Introduction
The Swedish UD treebank is based on the Professional Prose section of Talbanken (Einarsson, 1976), originally annotated by a team led by Ulf Teleman at Lund University according to the MAMBA annotation scheme (Teleman, 1974). It consists of roughly 6,000 sentences and 97,000 tokens taken from a variety of genres, including text books, information brochures, and newspaper articles. The syntactic annotation is converted directly from the original MAMBA annotation, while the morphological annotation is based on the reannotation performed when incorporating Talbanken into the Swedish Treebank (Nivre and Megyesi, 2007). This reannotation, which also involved minor tokenization changes, followed the guidelines of the Stockholm-Umeå Corpus (SUC) 2.0.
Source of annotations
This table summarizes the origins and checking of the various columns of the CoNLL-U data.
Column | Status |
---|---|
ID | Sentence segmentation from Talbanken; tokenization modified to SUC standard for Swedish Treebank. |
FORM | Identical to Talbanken except for minor tokenization changes mentioned above. |
LEMMA | Produced automatically by the Swedish Language Bank using SALDO; fairly careful human checking. |
UPOSTAG | Converted automatically from XPOSTAG + original Talbanken tags; fairly careful human checking. |
XPOSTAG | Produced automatically by a tagger trained on SUC; complete manual validation for Swedish Treebank. |
FEATS | Converted automatically from XPOSTAG + original Talbanken tags; fairly careful human checking. |
HEAD | Automatic conversion of Talbanken; fairly careful human checking. |
DEPREL | Automatic conversion of Talbanken; fairly careful human checking. |
DEPS | — (currently unused) |
MISC | — (currently unused) |
Acknowledgments
The new conversion has been performed by Joakim Nivre and Aaron Smith at Uppsala University. We thank everyone who has been involved in previous conversion efforts at Växjö University and Uppsala University, including Bengt Dahlqvist, Sofia Gustafson-Capkova, Johan Hall, Anna Sågvall Hein, Beáta Megyesi, Jens Nilsson, and Filip Salomonsson. Special thanks also to Lars Borin and Markus Forsberg at the Swedish Language Bank for help with the lemmatization.
References
- Einarsson, Jan. 1976. Talbankens skriftspråkskonkordans. Lund University: Department of Scandinavian Languages.

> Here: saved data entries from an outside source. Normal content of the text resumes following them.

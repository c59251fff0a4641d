// tasklist - minimal task list manager backed by a JSON file

pub mod config;
pub mod console;
pub mod json;
pub mod manager;
pub mod store;
pub mod task;

// Re-export main types for convenience
pub use console::Console;
pub use manager::{DeleteOutcome, TaskManager};
pub use store::TaskStore;
pub use task::{PriorityLevel, Task};
// Whole-file JSON array operations

use eyre::{Context, Result};
use fs2::FileExt;
use serde::{Serialize, de::DeserializeOwned};
use std::fs::{self, File, OpenOptions};
use std::io::{Read, Write};
use std::path::Path;
use tracing::{debug, info};

/// Read every element of a JSON array file
///
/// A missing file, or one that holds only whitespace, is an empty array.
/// Anything else that does not parse is an error.
pub fn read_json_array<T: DeserializeOwned>(path: &Path) -> Result<Vec<T>> {
    if !path.exists() {
        debug!(file = ?path, "JSON file does not exist yet");
        return Ok(Vec::new());
    }

    let mut file = File::open(path).with_context(|| format!("Failed to open {}", path.display()))?;
    FileExt::lock_shared(&file).context("Failed to acquire shared file lock")?;

    let mut content = String::new();
    file.read_to_string(&mut content)
        .with_context(|| format!("Failed to read {}", path.display()))?;

    if content.trim().is_empty() {
        debug!(file = ?path, "JSON file is empty");
        return Ok(Vec::new());
    }

    let records: Vec<T> =
        serde_json::from_str(&content).with_context(|| format!("Failed to parse JSON in {}", path.display()))?;

    info!(file = ?path, count = records.len(), "Loaded records from JSON");

    Ok(records)
}

/// Overwrite a file with the JSON array of `records`
///
/// Non-ASCII text is written as-is. Parent directories are created as needed.
pub fn write_json_array<T: Serialize>(path: &Path, records: &[T]) -> Result<()> {
    if let Some(parent) = path.parent().filter(|p| !p.as_os_str().is_empty()) {
        fs::create_dir_all(parent).with_context(|| format!("Failed to create directory {}", parent.display()))?;
    }

    let json = serde_json::to_string_pretty(records).context("Failed to serialize records")?;

    let mut file = OpenOptions::new()
        .create(true)
        .write(true)
        .truncate(false)
        .open(path)
        .with_context(|| format!("Failed to open {} for writing", path.display()))?;

    // Truncate only while holding the lock
    file.lock_exclusive().context("Failed to acquire file lock")?;
    file.set_len(0)?;
    file.write_all(json.as_bytes())?;
    file.write_all(b"\n")?;
    file.sync_all()?;

    info!(file = ?path, count = records.len(), "Wrote records to JSON");

    // Lock is released when file is dropped
    Ok(())
}
use clap::{Parser, Subcommand};
use eyre::Result;
use std::path::PathBuf;
use tasklist::config::{self, FILE_ENV};
use tasklist::{Console, TaskManager, TaskStore};
use tracing::{Level, debug};

#[derive(Parser)]
#[command(name = "tasklist")]
#[command(about = "Tasklist - keep a prioritized task list in a JSON file")]
#[command(version)]
struct Cli {
    /// Path to the task file (default: config file, then ./tasks.json)
    #[arg(short, long, env = FILE_ENV)]
    file: Option<PathBuf>,

    /// Increase log verbosity (-v info, -vv debug, -vvv trace)
    #[arg(short, long, action = clap::ArgAction::Count)]
    verbose: u8,

    #[command(subcommand)]
    command: Option<Commands>,
}

#[derive(Subcommand)]
enum Commands {
    /// Interactive menu (default)
    Menu,

    /// Print all tasks
    View,

    /// Add a task, prompting for anything not given
    Add {
        /// Task title
        #[arg(short, long)]
        title: Option<String>,

        /// Task priority, e.g. High, Medium, Low
        #[arg(short, long)]
        priority: Option<String>,
    },

    /// Delete a task by its number, prompting if omitted
    Delete {
        /// 1-based task number as shown by `view`
        number: Option<String>,
    },
}

fn main() -> Result<()> {
    let cli = Cli::parse();

    // Setup tracing on stderr so logs never interleave with prompts
    let level = match cli.verbose {
        0 => Level::WARN,
        1 => Level::INFO,
        2 => Level::DEBUG,
        _ => Level::TRACE,
    };
    tracing_subscriber::fmt()
        .with_writer(std::io::stderr)
        .with_max_level(level)
        .init();

    let config_path = config::default_config_path();
    let path = config::resolve_storage_path(cli.file, config_path.as_deref())?;
    debug!(path = ?path, "Resolved storage path");

    let store = TaskStore::new(path);
    let mut manager = TaskManager::open(store, Console::stdio())?;

    match cli.command.unwrap_or(Commands::Menu) {
        Commands::Menu => manager.run()?,
        Commands::View => manager.view()?,
        Commands::Add { title, priority } => {
            manager.add_with(title, priority)?;
        }
        Commands::Delete { number } => {
            match number {
                Some(n) => manager.delete_input(&n)?,
                None => manager.delete()?,
            };
        }
    }

    Ok(())
}
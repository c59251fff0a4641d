// Storage path configuration

use crate::store::DEFAULT_FILE_NAME;
use eyre::{Context, Result};
use serde::Deserialize;
use std::fs;
use std::path::{Path, PathBuf};
use tracing::debug;

/// Environment variable overriding the storage file
pub const FILE_ENV: &str = "TASKLIST_FILE";

/// Contents of `<config_dir>/tasklist/config.yaml`
#[derive(Debug, Clone, Default, PartialEq, Deserialize)]
#[serde(default, deny_unknown_fields)]
pub struct FileConfig {
    /// Storage file path; relative paths are taken from the working directory
    pub file: Option<PathBuf>,
}

impl FileConfig {
    /// Read a config file. A missing file yields the default config.
    pub fn load(path: &Path) -> Result<Self> {
        if !path.exists() {
            debug!(path = ?path, "No config file");
            return Ok(Self::default());
        }

        let content = fs::read_to_string(path).with_context(|| format!("Failed to read {}", path.display()))?;
        if content.trim().is_empty() {
            return Ok(Self::default());
        }

        serde_yaml::from_str(&content).with_context(|| format!("Failed to parse config {}", path.display()))
    }
}

/// Location of the user config file, if the platform has a config directory
pub fn default_config_path() -> Option<PathBuf> {
    dirs::config_dir().map(|d| d.join("tasklist").join("config.yaml"))
}

/// Pick the storage file
///
/// Order: explicit path (flag or `TASKLIST_FILE`, both handled by clap),
/// then the config file, then `tasks.json` in the working directory.
pub fn resolve_storage_path(explicit: Option<PathBuf>, config_path: Option<&Path>) -> Result<PathBuf> {
    if let Some(path) = explicit {
        debug!(path = ?path, "Using explicit storage path");
        return Ok(path);
    }

    if let Some(config_path) = config_path {
        let config = FileConfig::load(config_path)?;
        if let Some(path) = config.file {
            debug!(path = ?path, config = ?config_path, "Using storage path from config file");
            return Ok(path);
        }
    }

    Ok(PathBuf::from(DEFAULT_FILE_NAME))
}
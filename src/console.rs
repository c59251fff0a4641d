// Line-oriented prompting over any reader/writer pair

use eyre::{Context, Result};
use std::io::{self, BufRead, StdinLock, Stdout, Write};

/// Prompt and print helper
///
/// Generic over the streams so interactive operations can run against
/// in-memory buffers in tests.
pub struct Console<R, W> {
    input: R,
    output: W,
}

impl Console<StdinLock<'static>, Stdout> {
    /// Console bound to the process stdin/stdout
    pub fn stdio() -> Self {
        Self::new(io::stdin().lock(), io::stdout())
    }
}

impl<R: BufRead, W: Write> Console<R, W> {
    pub fn new(input: R, output: W) -> Self {
        Self { input, output }
    }

    /// Print `label` without a newline and read one line of input
    ///
    /// Returns `None` at end of input. The trailing line break is removed,
    /// other whitespace is kept.
    pub fn ask(&mut self, label: &str) -> Result<Option<String>> {
        write!(self.output, "{}", label)?;
        self.output.flush()?;

        let mut line = String::new();
        let read = self.input.read_line(&mut line).context("Failed to read input")?;
        if read == 0 {
            return Ok(None);
        }

        let trimmed = line.trim_end_matches(['\n', '\r']).len();
        line.truncate(trimmed);
        Ok(Some(line))
    }

    /// Print one line
    pub fn say(&mut self, text: impl std::fmt::Display) -> Result<()> {
        writeln!(self.output, "{}", text)?;
        Ok(())
    }

    /// Get the underlying writer
    pub fn output(&self) -> &W {
        &self.output
    }

    /// Unwrap into the underlying streams
    pub fn into_inner(self) -> (R, W) {
        (self.input, self.output)
    }
}
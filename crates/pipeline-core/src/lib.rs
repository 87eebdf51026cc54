//! Core pipeline types: frames, directions, push-style sinks and the
//! [`FrameProcessor`] stage trait.

pub mod error;
pub mod frame;
pub mod observability;
pub mod processor;
pub mod runtime;
pub mod sink;

pub use error::PipelineError;
pub use frame::{ChatMessage, ControlFrame, DirectedFrame, Frame, FrameDirection};
pub use processor::FrameProcessor;
pub use runtime::run_processor;
pub use sink::{ChannelSink, FrameSink};
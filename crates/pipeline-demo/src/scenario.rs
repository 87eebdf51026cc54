//! Built-in backend scripts, one per integration tier.

use clap::ValueEnum;
use pipeline_llm_bridge::{BackendError, EventKind, NamedEvent, ScriptEnd, ScriptedBackend, StreamElement};
use serde_json::json;

#[derive(Clone, Copy, Debug, PartialEq, Eq, ValueEnum)]
pub enum Scenario {
    /// Text-streaming chain that answers in two tokens.
    Simple,
    /// Text-streaming chain that fails after its first token.
    Fault,
    /// Event-graph agent that calls a retriever tool.
    Graph,
}

impl Scenario {
    pub fn backend(self) -> ScriptedBackend {
        match self {
            Scenario::Simple => ScriptedBackend::from_texts("simple-chain", ["Hel", "lo"]),
            Scenario::Fault => ScriptedBackend::from_texts("faulty-chain", ["Hi"]).ending(
                ScriptEnd::Fail(BackendError::backend("faulty-chain", "model overloaded")),
            ),
            Scenario::Graph => ScriptedBackend::new(
                "agent-graph",
                vec![
                    StreamElement::Named(
                        NamedEvent::new(EventKind::ToolStart, json!({"input": {"query": "answer"}}))
                            .named("docs_retriever"),
                    ),
                    StreamElement::named(
                        EventKind::ModelStream,
                        json!({"chunk": {"content": "42"}}),
                    ),
                    StreamElement::named(
                        EventKind::RetrieverEnd,
                        json!({"output": {"documents": [
                            {"page_content": "The answer is 42.", "metadata": {"source": "guide.md"}},
                            {"page_content": "Don't panic.", "metadata": {"source": "cover.md", "page": null}}
                        ]}}),
                    ),
                ],
            ),
        }
    }
}

#[cfg(test)]
mod tests {
    use super::*;

    #[test]
    fn each_scenario_names_its_backend() {
        use pipeline_llm_bridge::Backend as _;
        assert_eq!(Scenario::Simple.backend().name(), "simple-chain");
        assert_eq!(Scenario::Fault.backend().name(), "faulty-chain");
        assert_eq!(Scenario::Graph.backend().name(), "agent-graph");
    }
}
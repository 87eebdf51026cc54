use serde_json::Value;

use crate::element::{EventKind, NamedEvent};
use crate::extract::token_text_from_value;

/// What the bridge does with one named event.
#[derive(Clone, Debug, PartialEq)]
pub enum Policy {
    /// Emit the token, framed on its own.
    ModelToken(String),
    /// Record the tool invocation; nothing goes downstream.
    LogToolStart { name: Option<String>, input: Value },
    /// Tool finished. Not propagated downstream.
    ToolEnd { name: Option<String> },
    /// Emit one tool result per document, in order.
    Documents(Vec<Value>),
    /// The event kind is known but its payload is not usable.
    Malformed { reason: &'static str },
    Ignore,
}

pub fn classify(event: &NamedEvent) -> Policy {
    match &event.kind {
        EventKind::ModelStream => {
            let chunk = event.data.get("chunk").unwrap_or(&Value::Null);
            Policy::ModelToken(token_text_from_value(chunk))
        }
        EventKind::ToolStart => Policy::LogToolStart {
            name: event.name.clone(),
            input: event.data.get("input").cloned().unwrap_or(Value::Null),
        },
        EventKind::ToolEnd => Policy::ToolEnd {
            name: event.name.clone(),
        },
        EventKind::RetrieverEnd => match event.data.pointer("/output/documents") {
            Some(Value::Array(docs)) => {
                Policy::Documents(docs.iter().cloned().map(strip_nulls).collect())
            }
            Some(_) => Policy::Malformed {
                reason: "retriever documents is not a list",
            },
            None => Policy::Malformed {
                reason: "retriever event has no output.documents",
            },
        },
        EventKind::Other(_) => Policy::Ignore,
    }
}

/// Drops `null` object fields, recursively.
fn strip_nulls(value: Value) -> Value {
    match value {
        Value::Object(fields) => Value::Object(
            fields
                .into_iter()
                .filter(|(_, v)| !v.is_null())
                .map(|(k, v)| (k, strip_nulls(v)))
                .collect(),
        ),
        Value::Array(items) => Value::Array(items.into_iter().map(strip_nulls).collect()),
        other => other,
    }
}

#[cfg(test)]
mod tests {
    use super::*;
    use serde_json::json;

    #[test]
    fn model_stream_extracts_chunk_text() {
        let event = NamedEvent::new(
            EventKind::ModelStream,
            json!({"chunk": {"content": "42"}}),
        );
        assert_eq!(classify(&event), Policy::ModelToken("42".into()));
    }

    #[test]
    fn model_stream_without_chunk_is_empty_token() {
        let event = NamedEvent::new(EventKind::ModelStream, json!({}));
        assert_eq!(classify(&event), Policy::ModelToken(String::new()));
    }

    #[test]
    fn tool_start_carries_name_and_input() {
        let event = NamedEvent::new(EventKind::ToolStart, json!({"input": {"q": "x"}})).named("search");
        assert_eq!(
            classify(&event),
            Policy::LogToolStart {
                name: Some("search".into()),
                input: json!({"q": "x"})
            }
        );
    }

    #[test]
    fn retriever_documents_keep_order_and_drop_nulls() {
        let event = NamedEvent::new(
            EventKind::RetrieverEnd,
            json!({"output": {"documents": [
                {"page_content": "D1", "id": null, "metadata": {"source": "a", "page": null}},
                {"page_content": "D2"}
            ]}}),
        );
        assert_eq!(
            classify(&event),
            Policy::Documents(vec![
                json!({"page_content": "D1", "metadata": {"source": "a"}}),
                json!({"page_content": "D2"}),
            ])
        );
    }

    #[test]
    fn retriever_without_documents_is_malformed() {
        let event = NamedEvent::new(EventKind::RetrieverEnd, json!({"output": {}}));
        assert!(matches!(classify(&event), Policy::Malformed { .. }));
        let event = NamedEvent::new(EventKind::RetrieverEnd, json!({"output": {"documents": 1}}));
        assert!(matches!(classify(&event), Policy::Malformed { .. }));
    }

    #[test]
    fn unknown_kinds_are_ignored() {
        let event = NamedEvent::new(EventKind::Other("on_chain_end".into()), json!({}));
        assert_eq!(classify(&event), Policy::Ignore);
    }
}
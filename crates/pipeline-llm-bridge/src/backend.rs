use std::pin::Pin;

use crate::element::StreamElement;
use crate::errors::BackendError;
use crate::request::InvocationRequest;

/// Finite, single-consumption sequence of stream elements.
pub type ElementStream =
    Pin<Box<dyn futures::Stream<Item = Result<StreamElement, BackendError>> + Send + 'static>>;

/// Generative backend contract (LLM chain, agent graph, ...).
///
/// A backend may yield text-tier elements, event-graph elements, or both; the
/// bridge tells them apart by shape.
#[async_trait::async_trait]
pub trait Backend: Send + Sync {
    /// Stable backend name used in errors and logs.
    fn name(&self) -> &str;

    /// Opens the output stream for one invocation.
    ///
    /// Backends submit [`InvocationRequest::input_payload`] as the model input
    /// and [`InvocationRequest::config_payload`] as the run configuration.
    async fn start_stream(&self, request: InvocationRequest) -> Result<ElementStream, BackendError>;
}
//! The streaming bridge: one backend call per [`StreamingBridge::invoke`],
//! republished as a framed sequence of pipeline frames.
//!
//! Every invocation emits `LlmFullResponseStart` first and
//! `LlmFullResponseEnd` last. Backend faults, cancellation and timeouts end
//! the response early but never skip the end marker and never reach the
//! caller as an error.

use std::sync::Arc;
use std::time::Duration;

use futures::StreamExt as _;
use pipeline_core::{Frame, FrameDirection, FrameSink};
use serde_json::Value;
use tokio::sync::watch;
use uuid::Uuid;

use crate::backend::Backend;
use crate::classify::{Policy, classify};
use crate::diagnostics::{Diagnostic, Diagnostics, TracingDiagnostics};
use crate::element::StreamElement;
use crate::errors::{BridgeError, CloseReason, StreamFault};
use crate::extract::token_text;
use crate::options::BridgeOptions;
use crate::request::{Configurable, InvocationRequest};

/// Configuration key set by [`StreamingBridge::set_participant_id`].
pub const THREAD_ID_KEY: &str = "thread_id";

/// Handle used to cancel the invocation currently in flight.
#[derive(Clone, Debug)]
pub struct AbortHandle {
    tx: Arc<watch::Sender<u64>>,
}

impl AbortHandle {
    /// Requests cancellation of the running invocation.
    ///
    /// The invocation ends with `StreamClosedPrematurely(Cancelled)` and still
    /// emits its end marker. An abort issued while the bridge is idle does not
    /// affect later invocations.
    pub fn abort(&self) {
        self.tx.send_modify(|epoch| *epoch = epoch.wrapping_add(1));
    }
}

#[derive(Clone, Debug, PartialEq, Eq)]
pub enum InvocationOutcome {
    /// The backend stream was drained to its end.
    Completed,
    /// A contained fault ended the stream early.
    EndedEarly(StreamFault),
    /// The downstream sink went away; the response may be incomplete downstream.
    SinkClosed,
}

/// What one invocation did. `invoke` always returns one of these.
#[derive(Clone, Debug, PartialEq, Eq)]
pub struct InvocationReport {
    pub invocation_id: Uuid,
    pub outcome: InvocationOutcome,
    pub text_chunks: usize,
    pub tool_results: usize,
}

pub struct StreamingBridge {
    backend: Arc<dyn Backend>,
    options: BridgeOptions,
    configurable: Configurable,
    diagnostics: Arc<dyn Diagnostics>,
    abort_tx: Arc<watch::Sender<u64>>,
    abort_rx: watch::Receiver<u64>,
}

impl StreamingBridge {
    pub fn new(backend: Arc<dyn Backend>) -> Self {
        let (abort_tx, abort_rx) = watch::channel(0_u64);
        Self {
            backend,
            options: BridgeOptions::default(),
            configurable: Configurable::new(),
            diagnostics: Arc::new(TracingDiagnostics),
            abort_tx: Arc::new(abort_tx),
            abort_rx,
        }
    }

    pub fn with_options(backend: Arc<dyn Backend>, options: BridgeOptions) -> Result<Self, BridgeError> {
        options.validate()?;
        let mut bridge = Self::new(backend);
        bridge.options = options;
        Ok(bridge)
    }

    /// Replaces the diagnostics sink (defaults to [`TracingDiagnostics`]).
    pub fn diagnostics(mut self, diagnostics: Arc<dyn Diagnostics>) -> Self {
        self.diagnostics = diagnostics;
        self
    }

    pub fn options(&self) -> &BridgeOptions {
        &self.options
    }

    /// Merges `configurable` into the configuration mapping. New keys
    /// overwrite, keys not mentioned are kept.
    pub fn set_configurable(&mut self, configurable: Configurable) {
        self.configurable.extend(configurable);
    }

    /// Sets the conversation thread identity (`thread_id`).
    pub fn set_participant_id(&mut self, participant_id: impl Into<String>) {
        self.configurable
            .insert(THREAD_ID_KEY.to_string(), Value::String(participant_id.into()));
    }

    pub fn configurable(&self) -> &Configurable {
        &self.configurable
    }

    pub fn abort_handle(&self) -> AbortHandle {
        AbortHandle {
            tx: self.abort_tx.clone(),
        }
    }

    /// Runs one backend call and pushes its framed output to `sink`.
    ///
    /// Takes `&mut self`, so invocations on one bridge never overlap and the
    /// configuration mapping cannot change mid-invocation.
    pub async fn invoke(&mut self, text: &str, sink: &dyn FrameSink) -> InvocationReport {
        let request = InvocationRequest::new(
            text,
            self.configurable.clone(),
            self.options.input_shape.clone(),
        );
        // Aborts issued before this point belong to earlier invocations.
        let _ = self.abort_rx.borrow_and_update();

        let mut ctx = Invocation {
            id: request.invocation_id,
            sink,
            diagnostics: self.diagnostics.as_ref(),
            abort_rx: &mut self.abort_rx,
            text_chunks: 0,
            tool_results: 0,
        };
        ctx.record(Diagnostic::Invoking {
            invocation_id: ctx.id,
            backend: self.backend.name().to_string(),
            text_len: request.text.len(),
        });

        let started = ctx.emit(Frame::LlmFullResponseStart).await;
        let mut outcome = match started {
            Ok(()) => {
                drain(
                    self.backend.as_ref(),
                    request,
                    self.options.invocation_timeout,
                    &mut ctx,
                )
                .await
            }
            Err(interrupt) => interrupt.into_outcome(),
        };
        match &outcome {
            InvocationOutcome::Completed => {}
            InvocationOutcome::EndedEarly(StreamFault::ClosedPrematurely(reason)) => {
                ctx.record(Diagnostic::StreamClosedPrematurely {
                    invocation_id: ctx.id,
                    reason: *reason,
                });
            }
            InvocationOutcome::EndedEarly(StreamFault::Backend(error)) => {
                ctx.record(Diagnostic::BackendFault {
                    invocation_id: ctx.id,
                    error: error.clone(),
                });
            }
            InvocationOutcome::SinkClosed => {
                ctx.record(Diagnostic::SinkClosed { invocation_id: ctx.id });
            }
        }

        let torn_down = matches!(
            outcome,
            InvocationOutcome::SinkClosed
                | InvocationOutcome::EndedEarly(StreamFault::ClosedPrematurely(_))
        );
        let end_sent = push_end(
            sink,
            ctx.abort_rx,
            self.options.end_marker_timeout,
            torn_down,
        )
        .await;
        if !end_sent && outcome != InvocationOutcome::SinkClosed {
            ctx.record(Diagnostic::SinkClosed { invocation_id: ctx.id });
            outcome = InvocationOutcome::SinkClosed;
        }

        let report = InvocationReport {
            invocation_id: ctx.id,
            outcome,
            text_chunks: ctx.text_chunks,
            tool_results: ctx.tool_results,
        };
        ctx.record(Diagnostic::Finished {
            invocation_id: report.invocation_id,
            outcome: report.outcome.clone(),
            text_chunks: report.text_chunks,
            tool_results: report.tool_results,
        });
        report
    }
}

/// Why a push did not go through.
enum Interrupt {
    SinkClosed,
    Aborted,
}

impl Interrupt {
    fn into_outcome(self) -> InvocationOutcome {
        match self {
            Interrupt::SinkClosed => InvocationOutcome::SinkClosed,
            Interrupt::Aborted => {
                InvocationOutcome::EndedEarly(StreamFault::ClosedPrematurely(CloseReason::Cancelled))
            }
        }
    }
}

/// Per-invocation state.
struct Invocation<'a> {
    id: Uuid,
    sink: &'a dyn FrameSink,
    diagnostics: &'a dyn Diagnostics,
    abort_rx: &'a mut watch::Receiver<u64>,
    text_chunks: usize,
    tool_results: usize,
}

impl Invocation<'_> {
    fn record(&self, diagnostic: Diagnostic) {
        self.diagnostics.record(diagnostic);
    }

    /// Pushes one frame downstream, giving up if the invocation is aborted meanwhile.
    async fn emit(&mut self, frame: Frame) -> Result<(), Interrupt> {
        let counted = match &frame {
            Frame::Text { .. } => Some(true),
            Frame::ToolResult { .. } => Some(false),
            _ => None,
        };
        let pushed = tokio::select! {
            biased;
            Ok(()) = self.abort_rx.changed() => return Err(Interrupt::Aborted),
            pushed = self.sink.push(frame, FrameDirection::Downstream) => pushed,
        };
        if pushed.is_err() {
            return Err(Interrupt::SinkClosed);
        }
        match counted {
            Some(true) => self.text_chunks += 1,
            Some(false) => self.tool_results += 1,
            None => {}
        }
        Ok(())
    }

    /// Frames derived from one element, in emission order.
    fn frames_for(&self, element: StreamElement) -> Vec<Frame> {
        match element {
            StreamElement::PlainText(_) | StreamElement::MessageChunk(_) => {
                vec![Frame::text(token_text(&element))]
            }
            StreamElement::Unrecognized(_) => {
                self.record(Diagnostic::MalformedElement {
                    invocation_id: self.id,
                    shape: element.shape(),
                    reason: "unknown element shape",
                });
                Vec::new()
            }
            StreamElement::Named(event) => match classify(&event) {
                Policy::ModelToken(text) => vec![
                    Frame::LlmResponseStart,
                    Frame::text(text),
                    Frame::LlmResponseEnd,
                ],
                Policy::LogToolStart { name, input } => {
                    self.record(Diagnostic::ToolStarted {
                        invocation_id: self.id,
                        name,
                        input,
                    });
                    Vec::new()
                }
                Policy::ToolEnd { name } => {
                    self.record(Diagnostic::ToolEnded {
                        invocation_id: self.id,
                        name,
                    });
                    Vec::new()
                }
                Policy::Documents(docs) => {
                    self.record(Diagnostic::DocumentsRetrieved {
                        invocation_id: self.id,
                        count: docs.len(),
                    });
                    docs.into_iter().map(Frame::tool_result).collect()
                }
                Policy::Malformed { reason } => {
                    self.record(Diagnostic::MalformedElement {
                        invocation_id: self.id,
                        shape: "named_event",
                        reason,
                    });
                    Vec::new()
                }
                Policy::Ignore => Vec::new(),
            },
        }
    }
}

/// Opens the backend stream and drains it one element at a time.
async fn drain(
    backend: &dyn Backend,
    request: InvocationRequest,
    timeout: Option<Duration>,
    ctx: &mut Invocation<'_>,
) -> InvocationOutcome {
    let deadline = async {
        match timeout {
            Some(timeout) => tokio::time::sleep(timeout).await,
            None => std::future::pending::<()>().await,
        }
    };
    tokio::pin!(deadline);

    let opened = tokio::select! {
        biased;
        Ok(()) = ctx.abort_rx.changed() => return closed(CloseReason::Cancelled),
        _ = &mut deadline => return closed(CloseReason::TimedOut),
        opened = backend.start_stream(request) => opened,
    };
    let mut stream = match opened {
        Ok(stream) => stream,
        Err(err) => return InvocationOutcome::EndedEarly(StreamFault::Backend(err)),
    };

    loop {
        let next = tokio::select! {
            biased;
            Ok(()) = ctx.abort_rx.changed() => return closed(CloseReason::Cancelled),
            _ = &mut deadline => return closed(CloseReason::TimedOut),
            next = stream.next() => next,
        };
        let element = match next {
            None => return InvocationOutcome::Completed,
            Some(Err(err)) => return InvocationOutcome::EndedEarly(StreamFault::Backend(err)),
            Some(Ok(element)) => element,
        };
        for frame in ctx.frames_for(element) {
            if let Err(interrupt) = ctx.emit(frame).await {
                return interrupt.into_outcome();
            }
        }
    }
}

fn closed(reason: CloseReason) -> InvocationOutcome {
    InvocationOutcome::EndedEarly(StreamFault::ClosedPrematurely(reason))
}

/// Pushes the end marker. A torn-down invocation gets `limit` to deliver it;
/// otherwise the push waits on the sink until an abort arrives, then gets `limit`.
async fn push_end(
    sink: &dyn FrameSink,
    abort_rx: &mut watch::Receiver<u64>,
    limit: Duration,
    torn_down: bool,
) -> bool {
    let end = sink.push(Frame::LlmFullResponseEnd, FrameDirection::Downstream);
    tokio::pin!(end);
    if !torn_down {
        tokio::select! {
            biased;
            pushed = &mut end => return pushed.is_ok(),
            Ok(()) = abort_rx.changed() => {}
        }
    }
    matches!(tokio::time::timeout(limit, end).await, Ok(Ok(())))
}
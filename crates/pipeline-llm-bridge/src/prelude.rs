//! Common imports for wiring a bridge into a pipeline.
pub use crate::{
    AbortHandle, Backend, BackendError, BridgeOptions, Configurable, InputShape,
    InvocationOutcome, InvocationReport, LlmBridgeProcessor, ScriptEnd, ScriptedBackend,
    StreamElement, StreamingBridge,
};
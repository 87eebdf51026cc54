use serde_json::Value;

use crate::element::StreamElement;

/// Canonical text of a stream element. Unknown shapes yield an empty string.
pub fn token_text(element: &StreamElement) -> &str {
    match element {
        StreamElement::PlainText(text) => text,
        StreamElement::MessageChunk(chunk) => &chunk.content,
        StreamElement::Named(_) | StreamElement::Unrecognized(_) => "",
    }
}

/// Same rule applied to a raw chunk payload nested inside a named event.
pub fn token_text_from_value(chunk: &Value) -> String {
    match StreamElement::from_json(chunk.clone()) {
        element @ (StreamElement::PlainText(_) | StreamElement::MessageChunk(_)) => {
            token_text(&element).to_string()
        }
        StreamElement::Named(_) | StreamElement::Unrecognized(_) => String::new(),
    }
}

#[cfg(test)]
mod tests {
    use super::*;
    use crate::element::EventKind;
    use serde_json::json;

    #[test]
    fn plain_and_chunk_normalize_identically() {
        assert_eq!(
            token_text(&StreamElement::text("same")),
            token_text(&StreamElement::chunk("same"))
        );
    }

    #[test]
    fn unknown_shapes_are_empty() {
        assert_eq!(token_text(&StreamElement::Unrecognized(json!(3))), "");
        assert_eq!(
            token_text(&StreamElement::named(EventKind::ToolEnd, json!({}))),
            ""
        );
    }

    #[test]
    fn nested_chunk_payloads() {
        assert_eq!(token_text_from_value(&json!({"content": "42"})), "42");
        assert_eq!(token_text_from_value(&json!("raw")), "raw");
        assert_eq!(token_text_from_value(&json!({"event": "on_tool_end"})), "");
        assert_eq!(token_text_from_value(&Value::Null), "");
    }
}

- Joakim Nivre and Beáta Megyesi. 2007. Bootstrapping a Swedish treeebank using cross-corpus harmonization and annotation projection. In Proceedings of the 6th International Workshop on Treebanks and Linguistic Theories, pages 97-102.
- Teleman, Ulf. 1974. Manual för grammatisk beskrivning av talad och skriven svenska. Studentlitteratur.